For the last decade, portraiture has been at the core of Breitz’s work. A series of multi-channel video installations have chartered the territory of individual experience as played through the broader web of social identifications and belongings that structure subjectivity.

For this exhibition, Breitz will install Factum (2010) in the main space of the gallery. Originally commissioned and produced by The Power Plant in Toronto, this series of eight video installations includes seven dual-channel portraits of identical twins and one trichannel portrait of a set of triplets. Each of the diptych/triptych installations is presented on a pair/trio of vertically installed plasma displays. Each is a dynamic multiple portrait that explores the processes of reciprocal identification and differentiation. Like Robert Rauschenberg’s near-identical paintings Factum I and Factum II (both 1957), from which the series borrows its title, each interviewee in Factum is an imperfect facsimile of their twin: the apparent identicality of the siblings is undermined by a host of subtle differences.

To produce Factum, Breitz conducted a series of long interviews with pairs of monozygotic twins based in and around Toronto. Each pair chose the location of their interviews (usually the home of one or both of the siblings) and was asked to dress identically for the duration of the interviews. In each case, the siblings were interviewed independently of one another, and were not present to each other’s interviews. As they respond to Breitz’s questions (the artist’s presence is constantly implied throughout the work, although her voice is excluded from each edit), the twins address a broad range of topics.
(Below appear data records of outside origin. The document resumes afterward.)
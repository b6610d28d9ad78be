use serde::{Deserialize, Serialize};
use std::path::{Path, PathBuf};
use traceboard_types::{Error, Result};

/// Dashboard-rendering preferences.
#[derive(Debug, Clone, Serialize, Deserialize, Default)]
pub struct DashboardConfig {
    /// Overview banner title; `--title` on the command line wins over this.
    #[serde(default)]
    pub title: Option<String>,

    /// Subset of sheet names to render. Absent means the full fixed set.
    #[serde(default)]
    pub sheets: Option<Vec<String>>,
}

#[derive(Debug, Clone, Serialize, Deserialize, Default)]
pub struct Config {
    #[serde(default)]
    pub dashboard: DashboardConfig,
}

impl Config {
    /// Load from an explicit path, or the default location. A missing file
    /// loads defaults.
    pub fn load(explicit: Option<&Path>) -> Result<Self> {
        match explicit {
            Some(path) => Self::load_from(path),
            None => match Self::default_path() {
                Some(path) => Self::load_from(&path),
                None => Ok(Self::default()),
            },
        }
    }

    pub fn load_from(path: &Path) -> Result<Self> {
        if !path.exists() {
            return Ok(Self::default());
        }

        let content = std::fs::read_to_string(path).map_err(|e| Error::io(path, e))?;
        let config: Config = toml::from_str(&content)
            .map_err(|e| Error::Config(format!("{}: {}", path.display(), e)))?;
        Ok(config)
    }

    pub fn default_path() -> Option<PathBuf> {
        dirs::config_dir().map(|dir| dir.join("traceboard").join("config.toml"))
    }
}
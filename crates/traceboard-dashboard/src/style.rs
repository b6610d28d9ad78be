use rust_xlsxwriter::{Color, Format};

/// Fill used for header rows across all sheets.
const HEADER_FILL: Color = Color::RGB(0xD9E1F2);

pub(crate) fn header_format() -> Format {
    Format::new().set_bold().set_background_color(HEADER_FILL)
}

pub(crate) fn title_format() -> Format {
    Format::new().set_bold().set_font_size(14)
}

pub(crate) fn percent_format() -> Format {
    Format::new().set_num_format("0.0%")
}
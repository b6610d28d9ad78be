use anyhow::Result;
use std::path::{Path, PathBuf};
use traceboard_engine::{analyze_files, summary_to_json, write_sessions_csv, write_summary_to};

use crate::report;

pub fn handle(logs: &[PathBuf], output: Option<&Path>, csv: Option<&Path>) -> Result<()> {
    let summary = analyze_files(logs)?;

    match output {
        Some(path) => {
            write_summary_to(&summary, path)?;
            report::print_summary(&summary);
            println!("\nSummary written to {}", path.display());
        }
        None => {
            // stdout carries the JSON; keep it pipeable and report on stderr.
            println!("{}", summary_to_json(&summary)?);
            report::print_warnings_to_stderr(&summary);
        }
    }

    if let Some(csv_path) = csv {
        write_sessions_csv(&summary, csv_path)?;
        eprintln!("Sessions CSV written to {}", csv_path.display());
    }

    Ok(())
}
Their personal reflections on family and selfhood, community, memory and significant biographical milestones gradually uncover a complex system of differential relations between each individual and the social matrix in which s/he is embedded. Via the editing process, Breitz emphasizes those differentiating traits that distinguish each twin, compared to an individual that appears identical to him/her, both in terms of physical features and personal experiences. Once put side by side, the resulting diverging dialogues reveal a profound relativism that contradicts a vision of being as a definite entity, while confirming a process of self-affirmation that goes through reciprocal confrontation. Factum ultimately raises questions not only about twinship per se, but also about the struggle that each individual must negotiate in defining him or herself as distinct, while facing constant reminders of the relative role of others in the process of self-definition. The relationship established with the camera, as well as the conversational tone of each work, shifts from double portrait to double portrait, ranging from modest to explicit responses, from contained rational answers to moving emotional engagement.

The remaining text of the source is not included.